= Matrix (music) =

Fixed element in a musical variation

In music, especially folk and popular music, a matrix is an element of variations which does not change. The term was derived from use in musical writings and from Arthur Koestler's The Act of Creation, who defines creativity as the bisociation of two sets of ideas or matrices. Musical matrices may be combined in any number, usually more than two, and may be — and must be for analysis — broken down into smaller ones. They are not necessarily intended by the composer or perceived by the listener, and they may be purposefully ambiguous.

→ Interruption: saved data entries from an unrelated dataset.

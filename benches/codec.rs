use std::borrow::Cow;

use criterion::{black_box, criterion_group, criterion_main, Criterion};

use varcodec::bcf::{BcfRecords, BcfWriter};
use varcodec::types::Value;
use varcodec::vcf::VcfWriter;
use varcodec::{Header, Record};

const HEADER: &str = "##fileformat=VCFv4.3\n\
##contig=<ID=1,length=248956422>\n\
##INFO=<ID=NS,Number=1,Type=Integer,Description=\"Number of samples with data\">\n\
##INFO=<ID=AF,Number=A,Type=Float,Description=\"Allele frequency\">\n\
##FORMAT=<ID=GT,Number=1,Type=String,Description=\"Genotype\">\n\
##FORMAT=<ID=PL,Number=G,Type=Integer,Description=\"Likelihoods\">\n\
#CHROM\tPOS\tID\tREF\tALT\tQUAL\tFILTER\tINFO\tFORMAT\tS1\tS2\tS3\n";

fn synthetic_records(n: usize) -> Vec<Record<'static>> {
    (0..n)
        .map(|i| Record {
            chrom: "1".into(),
            pos: (i as u32 + 1) * 100,
            ref_allele: Cow::Borrowed(b"A"),
            alt_alleles: vec![Cow::Borrowed(b"C".as_ref())],
            qual: Some(30.0 + i as f32 % 10.0),
            filters: vec!["PASS".into()],
            info: vec![
                ("NS".into(), Value::Int32(3)),
                ("AF".into(), Value::VecFloat32(vec![0.125])),
            ],
            genotypes: vec![
                (
                    "GT".into(),
                    vec![
                        Value::String(Cow::Borrowed(b"0|0".as_ref())),
                        Value::String(Cow::Borrowed(b"0/1".as_ref())),
                        Value::String(Cow::Borrowed(b"1|1".as_ref())),
                    ],
                ),
                (
                    "PL".into(),
                    vec![
                        Value::VecInt32(vec![0, 30, 300]),
                        Value::VecInt32(vec![30, 0, 30]),
                        Value::VecInt32(vec![300, 30, 0]),
                    ],
                ),
            ],
            ..Record::default()
        })
        .collect()
}

fn encode_bcf(records: &[Record]) -> Vec<u8> {
    let mut bytes = Vec::new();
    let mut writer = BcfWriter::new(&mut bytes);
    writer
        .set_header(Header::from_plaintext(HEADER).unwrap())
        .unwrap();
    for record in records {
        writer.write_record(record).unwrap();
    }
    writer.flush().unwrap();
    drop(writer);
    bytes
}

fn benchmark_bcf_encode(c: &mut Criterion) {
    let records = synthetic_records(1000);
    let mut group = c.benchmark_group("BCF_ENCODE");
    group.bench_function("1000_records", |b| {
        b.iter(|| black_box(encode_bcf(&records)))
    });
}

fn benchmark_bcf_decode(c: &mut Criterion) {
    let bytes = encode_bcf(&synthetic_records(1000));
    let mut group = c.benchmark_group("BCF_DECODE");
    group.bench_function("1000_records", |b| {
        b.iter(|| {
            let records = BcfRecords::new(black_box(&bytes[..])).unwrap();
            records.map(|r| r.unwrap()).count()
        })
    });
}

fn benchmark_bcf_decode_lazy(c: &mut Criterion) {
    let bytes = encode_bcf(&synthetic_records(1000));
    let mut group = c.benchmark_group("BCF_DECODE_LAZY");
    group.bench_function("1000_records", |b| {
        b.iter(|| {
            let mut records = BcfRecords::new(black_box(&bytes[..])).unwrap();
            let mut n = 0;
            while let Some(record) = records.next_raw().unwrap() {
                n += varcodec::VariantRecord::pos(&record) as usize;
            }
            n
        })
    });
}

fn benchmark_vcf_encode(c: &mut Criterion) {
    let records = synthetic_records(1000);
    let mut group = c.benchmark_group("VCF_ENCODE");
    group.bench_function("1000_records", |b| {
        b.iter(|| {
            let mut bytes = Vec::new();
            let mut writer = VcfWriter::new(&mut bytes);
            writer
                .set_header(Header::from_plaintext(HEADER).unwrap())
                .unwrap();
            for record in &records {
                writer.write_record(record).unwrap();
            }
            writer.flush().unwrap();
            drop(writer);
            black_box(bytes)
        })
    });
}

criterion_group!(
    benches,
    benchmark_bcf_encode,
    benchmark_bcf_decode,
    benchmark_bcf_decode_lazy,
    benchmark_vcf_encode
);
criterion_main!(benches);
impl<R: Read> BcfRecords<R> {
    pub fn new(reader: R) -> Result<Self> {
        Self::with_options(reader, Options::default())
    }

    pub fn with_options(mut reader: R, options: Options) -> Result<Self> {
        let mut input = [0u8; 5];
        read_exact_or_eof_error(&mut reader, &mut input, "BCF magic header")?;
        let (_, version) = parser::bcf_version(&input)
            .map_err(|_| Error::format("file does not start with BCF magic header"))?;
        if version.major != BCF_MAJOR_VERSION || !(version.minor == 1 || version.minor == 2) {
            return Err(Error::format(format!(
                "unsupported BCF version {}.{}",
                version.major, version.minor
            )));
        }

        let mut input = [0u8; size_of::<u32>()];
        read_exact_or_eof_error(&mut reader, &mut input, "BCF header length")?;
        let (_, header_length) = parser::header_length(&input)
            .map_err(|_| Error::format("cannot read BCF header length"))?;

        let mut input = vec![0u8; header_length as usize];
        read_exact_or_eof_error(&mut reader, &mut input, "embedded VCF header")?;
        let header_text = String::from_utf8(input)
            .map_err(|_| Error::format("embedded VCF header is not valid UTF-8"))?;
        let header_text = header_text.trim_end_matches('\0').to_owned();
        let header = Header::from_plaintext(&header_text)?;

        Ok(Self {
            header: Shared::new(header),
            header_text,
            version,
            length_buf: [0u8; size_of::<u32>() * 2],
            record_buf: Vec::new(),
            record_no: 0,
            options,
            inner: reader,
        })
    }

    pub fn header(&self) -> &Header {
        self.header.as_ref()
    }

    /// The plaintext header as embedded in the stream (NUL stripped).
    pub fn header_text(&self) -> &str {
        &self.header_text
    }

    pub fn version(&self) -> Version {
        self.version
    }

    pub(crate) fn shared_header(&self) -> Shared<Header> {
        Shared::clone(&self.header)
    }

    /// Re-arm the reader on a new stream position (after a caller seek).
    /// The header is kept; record numbering restarts.
    pub fn reset(&mut self, reader: R) {
        self.inner = reader;
        self.record_no = 0;
    }

    /// Read the next record frame into the internal buffer and return the
    /// shared/indiv split point, or `None` at a clean EOF.
    fn next_frame(&mut self) -> Result<Option<usize>> {
        let mut filled = 0;
        while filled < self.length_buf.len() {
            match self.inner.read(&mut self.length_buf[filled..]) {
                Ok(0) => {
                    return if filled == 0 {
                        Ok(None)
                    } else {
                        Err(Error::UnexpectedEndOfInput(format!(
                            "EOF inside the frame prefix of record {}",
                            self.record_no
                        )))
                    };
                }
                Ok(n) => filled += n,
                Err(e) if e.kind() == io::ErrorKind::Interrupted => continue,
                Err(e) => return Err(e.into()),
            }
        }
        let (_, (l_shared, l_indiv)) = parser::record_length(&self.length_buf)
            .map_err(|_| Error::format_at("cannot read record frame", self.record_no))?;
        let record_size = l_shared as usize + l_indiv as usize;
        if record_size == 0 {
            return Err(Error::format_at("record size is 0", self.record_no));
        }
        self.record_buf.resize(record_size, 0);
        self.inner.read_exact(&mut self.record_buf).map_err(|e| {
            if e.kind() == io::ErrorKind::UnexpectedEof {
                Error::format_at(
                    format!("truncated record: expected {} bytes", record_size),
                    self.record_no,
                )
            } else {
                Error::Io(e)
            }
        })?;
        Ok(Some(l_shared as usize))
    }

    /// Read the next record without eager decoding; fields are decoded on
    /// access against the returned record's own buffers.
    pub fn next_raw(&mut self) -> Result<Option<RawBcfRecord>> {
        let genotype_offset = match self.next_frame()? {
            Some(offset) => offset,
            None => return Ok(None),
        };
        let shared = self.record_buf[..genotype_offset].to_vec();
        let indiv = self.record_buf[genotype_offset..].to_vec();
        let record = RawBcfRecord::new(shared, indiv, self.shared_header())
            .map_err(|e| e.with_record(self.record_no))?;
        self.record_no += 1;
        Ok(Some(record))
    }

    fn read_record(&mut self) -> Result<Option<Record<'static>>> {
        let genotype_offset = match self.next_frame()? {
            Some(offset) => offset,
            None => return Ok(None),
        };
        let record = decode_record(
            &self.record_buf,
            genotype_offset,
            &self.header,
            &self.options,
        )
        .map_err(|e| e.with_record(self.record_no))?;
        self.record_no += 1;
        Ok(Some(record))
    }
}

impl<R: Read> Iterator for BcfRecords<R> {
    type Item = Result<Record<'static>>;

    fn next(&mut self) -> Option<Self::Item> {
        self.read_record().transpose()
    }
}

fn read_exact_or_eof_error<R: Read>(reader: &mut R, buf: &mut [u8], what: &str) -> Result<()> {
    reader.read_exact(buf).map_err(|e| {
        if e.kind() == io::ErrorKind::UnexpectedEof {
            Error::UnexpectedEndOfInput(format!("EOF while reading {}", what))
        } else {
            Error::Io(e)
        }
    })
}

/// Decode one record frame against the header. `genotype_offset` is
/// `l_shared`, i.e. the boundary between the shared and per-sample halves.
pub(crate) fn decode_record(
    bytes: &[u8],
    genotype_offset: usize,
    header: &Header,
    options: &Options,
) -> Result<Record<'static>> {
    if genotype_offset > bytes.len() || genotype_offset < parser::RECORD_CORE_LENGTH {
        return Err(Error::format("record frame sizes are inconsistent"));
    }
    let (shared, indiv) = bytes.split_at(genotype_offset);

    let (input, core) =
        parser::record_core(shared).map_err(|_| Error::format("cannot read record core"))?;

    let chrom = header
        .contig_for_idx(core.chrom)
        .ok_or_else(|| Error::format(format!("unknown contig IDX {}", core.chrom)))?
        .to_owned();

    let (input, id) =
        parser::typed_string(input).map_err(|_| Error::format("cannot read record ID"))?;
    let id = id.to_vec();

    if core.n_allele == 0 {
        return Err(Error::format("record declares no alleles"));
    }
    let mut input = input;
    let mut alleles = Vec::with_capacity(core.n_allele as usize);
    for _ in 0..core.n_allele {
        let (rest, allele) =
            parser::typed_string(input).map_err(|_| Error::format("cannot read allele"))?;
        input = rest;
        alleles.push(allele.to_vec());
    }
    let mut alleles = alleles.into_iter();
    let ref_allele = alleles.next().unwrap_or_default();
    let alt_alleles: Vec<_> = alleles.map(Cow::Owned).collect();

    let (mut input, filter_ids) =
        parser::typed_ints(input).map_err(|_| Error::format("cannot read FILTER"))?;
    let mut filters = Vec::with_capacity(filter_ids.len());
    for idx in filter_ids {
        let name = header
            .id_for_idx(idx)
            .ok_or_else(|| Error::format(format!("unknown FILTER IDX {}", idx)))?;
        filters.push(name.to_owned());
    }

    let mut info = Vec::with_capacity(core.n_info as usize);
    for _ in 0..core.n_info {
        let (rest, (idx, td, value)) =
            parser::info_entry(input).map_err(|_| Error::format("cannot read INFO entry"))?;
        input = rest;
        let name = header
            .id_for_idx(idx)
            .ok_or_else(|| Error::format(format!("unknown INFO IDX {}", idx)))?;
        let entry = header
            .infos
            .get(name)
            .ok_or_else(|| Error::format(format!("IDX {} ({}) is not an INFO key", idx, name)))?;
        if options.verify_header_types() && !descriptor_matches(td.kind, entry.kind) {
            return Err(Error::format(format!(
                "INFO {} is declared {:?} but stored as {:?}",
                name, entry.kind, td.kind
            )));
        }
        let value = reshape_value(value, entry.kind);
        info.push((name.to_owned(), value.into_owned()));
    }

    let mut genotypes = Vec::with_capacity(core.n_fmt as usize);
    if !indiv.is_empty() {
        let n_sample = core.n_sample as usize;
        let mut input = indiv;
        for _ in 0..core.n_fmt {
            let (rest, (idx, td)) = parser::format_entry_header(input)
                .map_err(|_| Error::format("cannot read FORMAT entry"))?;
            input = rest;
            let name = header
                .id_for_idx(idx)
                .ok_or_else(|| Error::format(format!("unknown FORMAT IDX {}", idx)))?
                .to_owned();
            let entry = header.formats.get(&name).ok_or_else(|| {
                Error::format(format!("IDX {} ({}) is not a FORMAT key", idx, name))
            })?;
            let (rest, raw_values) = parser::sample_values(&td, n_sample, input)
                .map_err(|_| Error::format(format!("cannot read FORMAT {} payload", name)))?;
            input = rest;
            let values = if name == "GT" {
                if !td.kind.is_int() && td.kind != TypeKind::Missing {
                    return Err(Error::format("GT must be stored as integers"));
                }
                raw_values
                    .into_iter()
                    .map(|v| match v.integers() {
                        Some(alleles) => {
                            Ok(Value::String(Cow::Owned(parser::gt_text(&alleles))))
                        }
                        None => Err(Error::format("GT must be stored as integers")),
                    })
                    .collect::<Result<Vec<_>>>()?
            } else {
                if options.verify_header_types() && !descriptor_matches(td.kind, entry.kind) {
                    return Err(Error::format(format!(
                        "FORMAT {} is declared {:?} but stored as {:?}",
                        name, entry.kind, td.kind
                    )));
                }
                raw_values
                    .into_iter()
                    .map(|v| reshape_value(v, entry.kind).into_owned())
                    .collect()
            };
            genotypes.push((name, values));
        }
    }

    Ok(Record {
        chrom,
        pos: (core.pos + 1) as u32,
        id: Cow::Owned(id),
        ref_allele: Cow::Owned(ref_allele),
        alt_alleles,
        qual: if core.qual.is_nan() {
            None
        } else {
            Some(core.qual)
        },
        filters,
        info,
        genotypes,
    })
}

#[cfg(test)]
mod test {
    use super::*;

    const HEADER: &str = "##fileformat=VCFv4.3\n\
##contig=<ID=1,IDX=0>\n\
##INFO=<ID=DP,Number=1,Type=Integer,Description=\"Depth\",IDX=1>\n\
#CHROM\tPOS\tID\tREF\tALT\tQUAL\tFILTER\tINFO\n";

    fn stream_with_records(records: &[&[u8]]) -> Vec<u8> {
        let mut bytes = Vec::new();
        bytes.extend_from_slice(b"BCF\x02\x02");
        let text = format!("{}\0", HEADER);
        bytes.extend_from_slice(&(text.len() as u32).to_le_bytes());
        bytes.extend_from_slice(text.as_bytes());
        for record in records {
            bytes.extend_from_slice(record);
        }
        bytes
    }

    fn minimal_record_frame() -> Vec<u8> {
        // core + ID "." + REF "A" + empty ALT/FILTER/INFO
        let mut shared = Vec::new();
        shared.extend_from_slice(&0i32.to_le_bytes()); // chrom idx
        shared.extend_from_slice(&99i32.to_le_bytes()); // 0-based pos
        shared.extend_from_slice(&1i32.to_le_bytes()); // rlen
        shared.extend_from_slice(&f32::from_bits(crate::types::MISSING_FLOAT_BITS).to_le_bytes());
        shared.extend_from_slice(&0u16.to_le_bytes()); // n_info
        shared.extend_from_slice(&1u16.to_le_bytes()); // n_allele
        shared.extend_from_slice(&[0, 0, 0]); // n_sample
        shared.push(0); // n_fmt
        shared.push(0x07); // missing ID
        shared.extend_from_slice(&[0x17, b'A']); // REF
        shared.push(0x00); // FILTER: missing typed vector

        let mut frame = Vec::new();
        frame.extend_from_slice(&(shared.len() as u32).to_le_bytes());
        frame.extend_from_slice(&0u32.to_le_bytes());
        frame.extend_from_slice(&shared);
        frame
    }

    #[test]
    fn bad_magic_is_a_format_error() {
        let err = BcfRecords::new(&b"BAM\x01xxxxxxxx"[..]).unwrap_err();
        assert!(matches!(err, Error::Format { .. }));
        assert!(err.to_string().contains("BCF magic header"));
    }

    #[test]
    fn wrong_version_rejected() {
        let err = BcfRecords::new(&b"BCF\x01\x02\x00\x00\x00\x00"[..]).unwrap_err();
        assert!(err.to_string().contains("unsupported BCF version"));
    }

    #[test]
    fn zero_record_stream_is_empty() {
        let bytes = stream_with_records(&[]);
        let mut records = BcfRecords::new(&bytes[..]).unwrap();
        assert_eq!(records.header().contigs.len(), 1);
        assert!(records.next().is_none());
    }

    #[test]
    fn minimal_record_decodes() {
        let frame = minimal_record_frame();
        let bytes = stream_with_records(&[&frame]);
        let mut records = BcfRecords::new(&bytes[..]).unwrap();
        let record = records.next().unwrap().unwrap();
        assert_eq!(record.chrom, "1");
        assert_eq!(record.pos, 100);
        assert!(record.id.is_empty());
        assert_eq!(record.ref_allele.as_ref(), b"A");
        assert!(record.alt_alleles.is_empty());
        assert_eq!(record.qual, None);
        assert!(record.filters.is_empty());
        assert!(record.info.is_empty());
        assert!(record.genotypes.is_empty());
        assert!(records.next().is_none());
    }

    #[test]
    fn zero_size_record_is_a_format_error() {
        let mut frame = Vec::new();
        frame.extend_from_slice(&0u32.to_le_bytes());
        frame.extend_from_slice(&0u32.to_le_bytes());
        let bytes = stream_with_records(&[&frame]);
        let mut records = BcfRecords::new(&bytes[..]).unwrap();
        let err = records.next().unwrap().unwrap_err();
        assert!(err.to_string().contains("record size is 0"));
    }

    #[test]
    fn truncated_record_names_the_record() {
        let mut frame = minimal_record_frame();
        // announce more bytes than are present
        let fake = 100u32.to_le_bytes();
        frame[..4].copy_from_slice(&fake);
        let bytes = stream_with_records(&[&frame]);
        let mut records = BcfRecords::new(&bytes[..]).unwrap();
        let err = records.next().unwrap().unwrap_err();
        let msg = err.to_string();
        assert!(msg.contains("truncated record"), "{}", msg);
        assert!(msg.contains("record 0"), "{}", msg);
    }

    #[test]
    fn truncated_header_is_unexpected_eof() {
        let err = BcfRecords::new(&b"BCF\x02\x02\xFF\x00\x00\x00##file"[..]).unwrap_err();
        assert!(matches!(err, Error::UnexpectedEndOfInput(_)));
    }
}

The simplest examples given by van der Merwe are fixed notes, definite intervals, and regular beats, while the most complex given are the Baroque fugue, Classical tonality, and Romantic chromaticism. The following examples are some matrices which are part of "Pop Goes the Weasel":
- major mode
- 6/8 time
- four-bar phrasing
- regular beat
- rhyming tune structure
- ending both halves of the tune with the same figure
- melodic climax
- perfect cadence
- three primary triads implied

Co-ordinated matrices may possess "bound-upness" or "at-oddness", depending on the degree to which they are connected to each other or go their separate ways, respectively, and are more or less easy to reconcile. The matrices of the larger matrix known as sonata rondo form are more bound up than the matrices of rondo form, while African and Indian music feature more rhythmic at-oddness than European music's coinciding beats, and European harmony features more at-oddness (between the melody and bass) than the preceding organum. At-oddness is a matter of degree, and almost all odd matrices are partially bound up.

== Mathematical matrices in music ==

Mathematical matrices are used in the visualization of all permutations or forms of a tone row or set in music written using the twelve tone technique or serialism (set-complex).